Work order: After going through the data below, state how many lines contain "skip", and nothing else.

─── Working data

#[cfg(test)]
mod tests {
    use super::*;
    use crate::grammar::*;

    fn rhs_names(g: &FlatGrammar, p: &FlatProduction) -> Vec<std::string::String> {
        p.rhs.iter().map(|&s| g.symbol_name(s).to_string()).collect()
    }

    fn productions_of<'a>(g: &'a FlatGrammar, lhs: &str) -> Vec<&'a FlatProduction> {
        let lhs = g.find_symbol(lhs).unwrap();
        g.productions.iter().filter(|p| p.lhs == lhs).collect()
    }

    #[test]
    fn numbers_nonterminals_then_tokens() {
        let g = flatten(
            &Grammar::new("t")
                .rule("list", repeat1(sym("item")))
                .rule("item", choice([sym("number"), string("(")]))
                .rule("number", pattern(r"[0-9]+"))
                .extra(pattern(r"\s+")),
        )
        .unwrap();
        let names = g.symbol_names();
        assert_eq!(names[0], "start");
        assert_eq!(names[1], "list");
        assert_eq!(names[2], "item");
        assert_eq!(names[3], "_list_repeat1");
        assert_eq!(g.nonterminal_count, 4);
        assert_eq!(names[4], "number");
        assert_eq!(names[5], "(");
        assert_eq!(names.last().map(|s| s.as_str()), Some("end"));
        assert_eq!(g.end_symbol(), names.len() - 1);
        assert_eq!(g.terminal_count(), 3);

        assert_eq!(g.productions[0].lhs, 0);
        assert_eq!(g.productions[0].rhs, vec![1]);
        assert!(!g.symbols[3].visible);
        assert!(g.symbols[4].named && g.symbols[4].visible);
        assert!(!g.symbols[5].named && g.symbols[5].visible);
        assert_eq!(g.skip.len(), 1);
        assert_eq!(g.tokens.len(), 2);
    }

    #[test]
    fn repeat_is_left_recursive() {
        let g = flatten(
            &Grammar::new("t")
                .rule("list", repeat1(sym("item")))
                .rule("item", string("x")),
        )
        .unwrap();
        let aux = productions_of(&g, "_list_repeat1");
        assert_eq!(aux.len(), 2);
        assert_eq!(rhs_names(&g, aux[0]), ["item"]);
        assert_eq!(rhs_names(&g, aux[1]), ["_list_repeat1", "item"]);
        let list = productions_of(&g, "list");
        assert_eq!(list.len(), 1);
        assert_eq!(rhs_names(&g, list[0]), ["_list_repeat1"]);
    }

    #[test]
    fn optional_expands_in_place() {
        let g = flatten(
            &Grammar::new("t")
                .rule(
                    "call",
                    seq([sym("name"), optional(sym("args")), repeat(string(";"))]),
                )
                .rule("args", string("()"))
                .rule("name", pattern("[a-z]+")),
        )
        .unwrap();
        let call: Vec<_> = productions_of(&g, "call")
            .into_iter()
            .map(|p| rhs_names(&g, p).join(" "))
            .collect();
        assert_eq!(
            call,
            [
                "name args",
                "name args _call_repeat1",
                "name",
                "name _call_repeat1"
            ]
        );
    }

    #[test]
    fn identical_repeats_are_shared() {
        let g = flatten(
            &Grammar::new("t")
                .rule("a", seq([repeat1(string("x")), string(";"), repeat1(string("x"))]))
                .rule("b", repeat1(string("y"))),
        )
        .unwrap();
        assert!(g.find_symbol("_a_repeat1").is_some());
        assert!(g.find_symbol("_a_repeat2").is_none());
        assert!(g.find_symbol("_b_repeat1").is_some());
        assert_eq!(g.tokens.len(), 3);
    }

    #[test]
    fn fields_follow_children() {
        let g = flatten(
            &Grammar::new("t")
                .rule(
                    "binary",
                    seq([
                        field("left", sym("atom")),
                        field("operator", choice([string("+"), string("-")])),
                        field("right", sym("atom")),
                    ]),
                )
                .rule("atom", pattern("[a-z]")),
        )
        .unwrap();
        let names: Vec<&str> = g.field_names.iter().map(|f| f.as_str()).collect();
        assert_eq!(names, ["left", "operator", "right"]);
        let prods = productions_of(&g, "binary");
        assert_eq!(prods.len(), 2);
        assert_eq!(prods[0].fields, vec![(0, 1), (1, 2), (2, 3)]);
    }

    #[test]
    fn inner_precedence_wins() {
        let g = flatten(
            &Grammar::new("t")
                .rule(
                    "e",
                    choice([
                        prec_left(1, seq([sym("e"), string("+"), sym("e")])),
                        prec(5, prec_right(9, seq([string("-"), sym("e")]))),
                        sym("n"),
                    ]),
                )
                .rule("n", pattern("[0-9]")),
        )
        .unwrap();
        let prods = productions_of(&g, "e");
        assert_eq!((prods[0].prec, prods[0].assoc), (1, Assoc::Left));
        assert_eq!((prods[1].prec, prods[1].assoc), (9, Assoc::Right));
        assert_eq!((prods[2].prec, prods[2].assoc), (0, Assoc::None));
    }

    #[test]
    fn extras_and_word() {
        let g = flatten(
            &Grammar::new("t")
                .rule("s", repeat(sym("id")))
                .rule("id", pattern("[a-z]+"))
                .rule("comment", pattern("#.*"))
                .extra(pattern(r"\s"))
                .extra(sym("comment"))
                .word("id"),
        )
        .unwrap();
        assert_eq!(g.extra_tokens, vec![g.find_symbol("comment").unwrap()]);
        assert_eq!(g.word, g.find_symbol("id"));
        assert_eq!(g.skip, vec![TokenDef::Pattern(r"\s".into())]);
    }

    #[test]
    fn token_regexes() {
        assert_eq!(TokenDef::Pattern("[a-z]+".into()).regex(), "[a-z]+");
        let plus = TokenDef::String {
            value: "+".into(),
            case_insensitive: false,
        };
        assert_eq!(plus.regex(), r"\+");
        let select = TokenDef::String {
            value: "SELECT".into(),
            case_insensitive: true,
        };
        assert_eq!(select.regex(), "(?i-u:SELECT)");
    }

    #[test]
    fn grammar_errors() {
        assert_eq!(flatten(&Grammar::new("t")).unwrap_err(), GrammarError::Empty);
        assert_eq!(
            flatten(&Grammar::new("t").rule("a", blank()).rule("a", blank())).unwrap_err(),
            GrammarError::DuplicateRule("a".into())
        );
        assert_eq!(
            flatten(&Grammar::new("t").rule("a", sym("b"))).unwrap_err(),
            GrammarError::UndefinedSymbol {
                rule: "a".into(),
                symbol: "b".into()
            }
        );
        assert_eq!(
            flatten(&Grammar::new("t").rule("a", string("x"))).unwrap_err(),
            GrammarError::TerminalStartRule("a".into())
        );
        assert_eq!(
            flatten(
                &Grammar::new("t")
                    .rule("a", sym("b"))
                    .rule("b", string("x"))
                    .word("b")
            )
            .unwrap_err(),
            GrammarError::InvalidWord("b".into())
        );
        assert_eq!(
            flatten(&Grammar::new("t").rule("a", blank()).extra(sym("a"))).unwrap_err(),
            GrammarError::InvalidExtra("a".into())
        );
        assert_eq!(
            flatten(&Grammar::new("t").rule("a", sym("b")).rule("b", pattern("x*"))).unwrap_err(),
            GrammarError::EmptyToken("b".into())
        );
        assert!(matches!(
            flatten(&Grammar::new("t").rule("a", pattern("("))).unwrap_err(),
            GrammarError::InvalidPattern { .. }
        ));
    }

    #[test]
    fn expansion_is_bounded() {
        let pieces: Vec<Rule> = (0..13).map(|_| optional(string("x"))).collect();
        assert_eq!(
            flatten(&Grammar::new("t").rule("a", seq(pieces))).unwrap_err(),
            GrammarError::TooManyAlternatives("a".into())
        );
    }
}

──────

Finished exercise: 2